Why do so many people find it difficult to accept these conclusions? First of all, there is the general problem that evolution is somewhat counterintuitive. Our own human experience does not easily accommodate the vast intervals of time necessary for natural selection to produce the marvelous diversity of living things we see all around us. For believers, there is the additional problem of fitting together the concept of the creator God and the imago Dei, or image of God, with the words of Scripture and a process that seems so random. But does this struggle need to exist?

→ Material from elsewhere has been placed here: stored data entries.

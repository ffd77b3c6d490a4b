use anyhow::Result;
use clap::Parser;
use log::info;

use tv_dashboard::cli::commands::{config_command, replay_command, run_command};
use tv_dashboard::cli::{Cli, Commands};

#[tokio::main]
async fn main() -> Result<()> {
    // Initialize logger to file (truncate on each run); the dashboard owns the terminal
    let log_file = std::fs::OpenOptions::new()
        .create(true)
        .write(true)
        .truncate(true)
        .open("tv-dashboard.log")?;
    env_logger::Builder::from_default_env()
        .target(env_logger::Target::Pipe(Box::new(log_file)))
        .init();

    let cli = Cli::parse();
    info!("Starting tv-dashboard");

    let config_path = cli.config.as_deref();
    match cli.command.unwrap_or(Commands::Run) {
        Commands::Run => run_command(config_path).await,
        Commands::Replay(args) => replay_command(args, config_path).await,
        Commands::Config(args) => config_command(args, config_path).await,
    }
}
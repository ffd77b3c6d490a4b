//! End-to-end tests for the dashboard shell: key events in, focus and
//! tile state out.

use crossterm::event::{KeyCode, KeyEvent, KeyEventKind, KeyModifiers};
use tv_dashboard::config::Config;
use tv_dashboard::dashboard::Dashboard;
use tv_dashboard::dashboard::theme::ThemeVariant;
use tv_dashboard::navigation::{NavOutcome, RegionId};

fn press(code: KeyCode) -> KeyEvent {
    KeyEvent::new(code, KeyModifiers::NONE)
}

fn mounted(config: &Config) -> Dashboard {
    let mut dashboard = Dashboard::new(config).unwrap();
    dashboard.mount();
    dashboard
}

#[test]
fn test_arrow_keys_move_focus() {
    let mut dashboard = mounted(&Config::default());

    let outcome = dashboard.handle_key(&press(KeyCode::Down));
    assert!(matches!(outcome, Some(NavOutcome::Moved { from: 0, to: 1, .. })));
    assert!(dashboard.view().is_focused(&RegionId::new("language")));

    dashboard.handle_key(&press(KeyCode::Left));
    assert!(dashboard.view().is_focused(&RegionId::new("theme")));
}

#[test]
fn test_enter_activates_focused_tile() {
    let mut dashboard = mounted(&Config::default());
    assert_eq!(dashboard.view().theme.variant, ThemeVariant::Dark);

    let outcome = dashboard.handle_key(&press(KeyCode::Enter));

    assert_eq!(outcome, Some(NavOutcome::Activated(RegionId::new("theme"))));
    assert_eq!(dashboard.view().theme.variant, ThemeVariant::Light);
}

#[test]
fn test_unbound_keys_are_not_navigation() {
    let mut dashboard = mounted(&Config::default());

    assert_eq!(dashboard.handle_key(&press(KeyCode::Char('x'))), None);
    assert_eq!(dashboard.navigator().cursor(), Some(0));
}

#[test]
fn test_key_release_is_ignored() {
    let mut dashboard = mounted(&Config::default());
    let mut release = press(KeyCode::Down);
    release.kind = KeyEventKind::Release;

    assert_eq!(dashboard.handle_key(&release), None);
    assert_eq!(dashboard.navigator().cursor(), Some(0));
}

#[test]
fn test_configured_bindings_drive_navigation() {
    let mut config = Config::default();
    config.keys.down.push("j".to_string());
    config.keys.up.push("k".to_string());
    let mut dashboard = mounted(&config);

    dashboard.handle_key(&press(KeyCode::Char('j')));
    dashboard.handle_key(&press(KeyCode::Char('j')));
    assert_eq!(dashboard.navigator().cursor(), Some(2));

    dashboard.handle_key(&press(KeyCode::Char('k')));
    assert_eq!(dashboard.navigator().cursor(), Some(1));
}

#[test]
fn test_escape_then_resume() {
    let mut dashboard = mounted(&Config::default());
    dashboard.handle_key(&press(KeyCode::Down));

    assert_eq!(
        dashboard.handle_key(&press(KeyCode::Esc)),
        Some(NavOutcome::Cancelled)
    );
    assert_eq!(dashboard.view().focused, None);

    dashboard.handle_key(&press(KeyCode::Up));
    assert!(dashboard.view().is_focused(&RegionId::new("theme")));
}

#[test]
fn test_autofocus_can_be_disabled() {
    let mut config = Config::default();
    config.navigation.autofocus = false;
    let dashboard = mounted(&config);

    assert_eq!(dashboard.view().focused, None);
    assert_eq!(dashboard.navigator().cursor(), Some(0));
}
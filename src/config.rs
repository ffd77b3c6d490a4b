use anyhow::{Context, Result};
use log::{debug, info};
use serde::{Deserialize, Serialize};
use std::fs;
use std::path::{Path, PathBuf};

use crate::dashboard::theme::ThemeVariant;
use crate::navigation::{KeyMap, NavInput, NavigatorOptions, ScrollOptions};

#[derive(Debug, Clone, PartialEq, Serialize, Deserialize, Default)]
pub struct Config {
    #[serde(default)]
    pub ui: UiSettings,
    #[serde(default)]
    pub navigation: NavigationSettings,
    #[serde(default)]
    pub keys: KeyBindings,
}

#[derive(Debug, Clone, PartialEq, Serialize, Deserialize)]
pub struct UiSettings {
    #[serde(default)]
    pub theme: ThemeVariant,
    #[serde(default = "default_household_name")]
    pub household_name: String,
    #[serde(default = "default_frame_ms")]
    pub frame_ms: u64,
}

fn default_household_name() -> String {
    "Family".to_string()
}

fn default_frame_ms() -> u64 {
    16
}

impl Default for UiSettings {
    fn default() -> Self {
        Self {
            theme: ThemeVariant::default(),
            household_name: default_household_name(),
            frame_ms: default_frame_ms(),
        }
    }
}

#[derive(Debug, Clone, PartialEq, Serialize, Deserialize)]
pub struct NavigationSettings {
    /// Focus the first region when the dashboard starts
    #[serde(default = "default_autofocus")]
    pub autofocus: bool,
    #[serde(default)]
    pub scroll: ScrollOptions,
}

fn default_autofocus() -> bool {
    true
}

impl Default for NavigationSettings {
    fn default() -> Self {
        Self {
            autofocus: default_autofocus(),
            scroll: ScrollOptions::default(),
        }
    }
}

/// Extra key bindings, on top of arrows/Enter/Escape
#[derive(Debug, Clone, PartialEq, Serialize, Deserialize, Default)]
pub struct KeyBindings {
    #[serde(default)]
    pub up: Vec<String>,
    #[serde(default)]
    pub down: Vec<String>,
    #[serde(default)]
    pub left: Vec<String>,
    #[serde(default)]
    pub right: Vec<String>,
    #[serde(default)]
    pub activate: Vec<String>,
    #[serde(default)]
    pub cancel: Vec<String>,
}

impl Config {
    pub fn get_config_path() -> Result<PathBuf> {
        let config_dir = if cfg!(target_os = "linux") {
            // Use XDG config directory on Linux
            dirs::config_dir()
                .context("Failed to get XDG config directory")?
                .join("tv-dashboard")
        } else {
            // Use home directory with dot prefix on Windows/Mac
            dirs::home_dir()
                .context("Failed to get home directory")?
                .join(".tv-dashboard")
        };

        Ok(config_dir.join("config.toml"))
    }

    /// Load from `path`, or the default location when `None`
    pub fn load(path: Option<&Path>) -> Result<Self> {
        let config_path = match path {
            Some(path) => path.to_path_buf(),
            None => Self::get_config_path()?,
        };
        debug!("Loading config from: {:?}", config_path);

        if !config_path.exists() {
            info!("Config file doesn't exist, using defaults");
            return Ok(Self::default());
        }

        let config_content = fs::read_to_string(&config_path)
            .with_context(|| format!("Failed to read config file: {:?}", config_path))?;

        let config = Self::from_toml(&config_content)
            .with_context(|| format!("Failed to parse config file: {:?}", config_path))?;

        Ok(config)
    }

    pub fn from_toml(content: &str) -> Result<Self> {
        let config: Config = toml::from_str(content)?;
        // Reject unknown key names up front
        config.key_map()?;
        Ok(config)
    }

    /// Save to `path`, or the default location when `None`
    pub fn save(&self, path: Option<&Path>) -> Result<PathBuf> {
        let config_path = match path {
            Some(path) => path.to_path_buf(),
            None => Self::get_config_path()?,
        };
        debug!("Saving config to: {:?}", config_path);

        if let Some(config_dir) = config_path.parent() {
            if !config_dir.as_os_str().is_empty() && !config_dir.exists() {
                fs::create_dir_all(config_dir).with_context(|| {
                    format!("Failed to create config directory: {:?}", config_dir)
                })?;
                info!("Created config directory: {:?}", config_dir);
            }
        }

        let config_content = self.to_toml()?;

        fs::write(&config_path, config_content)
            .with_context(|| format!("Failed to write config file: {:?}", config_path))?;

        info!("Config saved successfully");
        Ok(config_path)
    }

    pub fn to_toml(&self) -> Result<String> {
        toml::to_string_pretty(self).context("Failed to serialize config to TOML")
    }

    /// Default key map plus the configured extra bindings
    pub fn key_map(&self) -> Result<KeyMap> {
        let mut keys = KeyMap::default();
        let groups = [
            (&self.keys.up, NavInput::Up),
            (&self.keys.down, NavInput::Down),
            (&self.keys.left, NavInput::Left),
            (&self.keys.right, NavInput::Right),
            (&self.keys.activate, NavInput::Activate),
            (&self.keys.cancel, NavInput::Cancel),
        ];
        for (names, input) in groups {
            keys.bind_names(names.as_slice(), input)
                .with_context(|| format!("Invalid key binding for {}", input.label()))?;
        }
        Ok(keys)
    }

    pub fn navigator_options(&self) -> NavigatorOptions {
        NavigatorOptions {
            scroll: self.navigation.scroll,
            autofocus: self.navigation.autofocus,
        }
    }
}

#[cfg(test)]
mod tests {
    use super::*;
    use crate::navigation::{ScrollBehavior, ScrollBlock};
    use crossterm::event::KeyCode;

    #[test]
    fn test_empty_file_gives_defaults() {
        let config = Config::from_toml("").unwrap();
        assert_eq!(config, Config::default());
        assert!(config.navigation.autofocus);
        assert_eq!(config.ui.household_name, "Family");
        assert_eq!(config.navigation.scroll, ScrollOptions::default());
    }

    #[test]
    fn test_partial_sections() {
        let config = Config::from_toml(
            r#"
[ui]
theme = "light"
household_name = "Mulani Family"

[navigation]
autofocus = false
scroll = { behavior = "instant", block = "nearest" }
"#,
        )
        .unwrap();

        assert_eq!(config.ui.theme, ThemeVariant::Light);
        assert_eq!(config.ui.frame_ms, 16);
        assert!(!config.navigation.autofocus);
        assert_eq!(config.navigation.scroll.behavior, ScrollBehavior::Instant);
        assert_eq!(config.navigation.scroll.block, ScrollBlock::Nearest);

        let options = config.navigator_options();
        assert!(!options.autofocus);
    }

    #[test]
    fn test_extra_key_bindings() {
        let config = Config::from_toml(
            r#"
[keys]
up = ["k"]
down = ["j", "Tab"]
activate = ["Space"]
"#,
        )
        .unwrap();

        let keys = config.key_map().unwrap();
        assert_eq!(keys.lookup(KeyCode::Char('k')), Some(NavInput::Up));
        assert_eq!(keys.lookup(KeyCode::Tab), Some(NavInput::Down));
        assert_eq!(keys.lookup(KeyCode::Char(' ')), Some(NavInput::Activate));
        // Defaults survive
        assert_eq!(keys.lookup(KeyCode::Up), Some(NavInput::Up));
    }

    #[test]
    fn test_unknown_key_name_is_rejected() {
        let result = Config::from_toml("[keys]\ncancel = [\"Hyper\"]\n");
        assert!(result.is_err());
    }

    #[test]
    fn test_toml_round_trip() {
        let mut config = Config::default();
        config.keys.left = vec!["h".to_string()];
        config.ui.theme = ThemeVariant::Light;

        let text = config.to_toml().unwrap();
        assert_eq!(Config::from_toml(&text).unwrap(), config);
    }

    #[test]
    fn test_save_and_load_explicit_path() {
        let dir = std::env::temp_dir().join(format!("tv-dashboard-test-{}", std::process::id()));
        let path = dir.join("config.toml");

        let mut config = Config::default();
        config.ui.household_name = "Test".to_string();
        config.save(Some(&path)).unwrap();

        let loaded = Config::load(Some(&path)).unwrap();
        assert_eq!(loaded.ui.household_name, "Test");

        fs::remove_dir_all(&dir).unwrap();
    }
}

Suppose God chose to use the mechanism of evolution to create animals like us, knowing this process would lead to big-brained creatures with the capacity to think, ask questions about our own origins, discover the truth about the universe and discover pointers toward the One who provides meaning to life. Who are we to say that's not how we would have done it? If you believe that God is the creator, how could the truths about nature we discover through science be a threat to God? For many scientists who believe in God—including me—it's just the opposite. Everything we learn about the natural world only increases our awe of the God the creator.
Yet many evangelical churches continue to fear the whole fabric of faith will be torn apart if the words of Genesis 1 and 2 are not taken literally. It surprises many to learn this ultra-literal interpretation was not considered necessary by many profoundly dedicated believers long before Darwin arrived on the scene. In A.D. 400, St. Augustine wrote no fewer than four books about the interpretation of Genesis, ultimately concluding it was not possible to arrive at a confident view of how creation occurred. In words that presciently warn against the current conflict, he writes,
"In matters that are so obscure and far beyond our vision, we find in Holy Scripture passages which can be interpreted in very different ways without prejudice to the faith we have received. In such cases, we should not rush in headlong and so firmly take our stand on one side that, if further progress in the search for truth justly undermines this position, we too fall with it."
I urge us all to step back from the conflict and look soberly at the truth of both of God's books: the book of God's words and the book of God's works. As people dedicated to truth, let us resolve to move beyond a theology of defensiveness to a theology that celebrates God's goodness and creative power.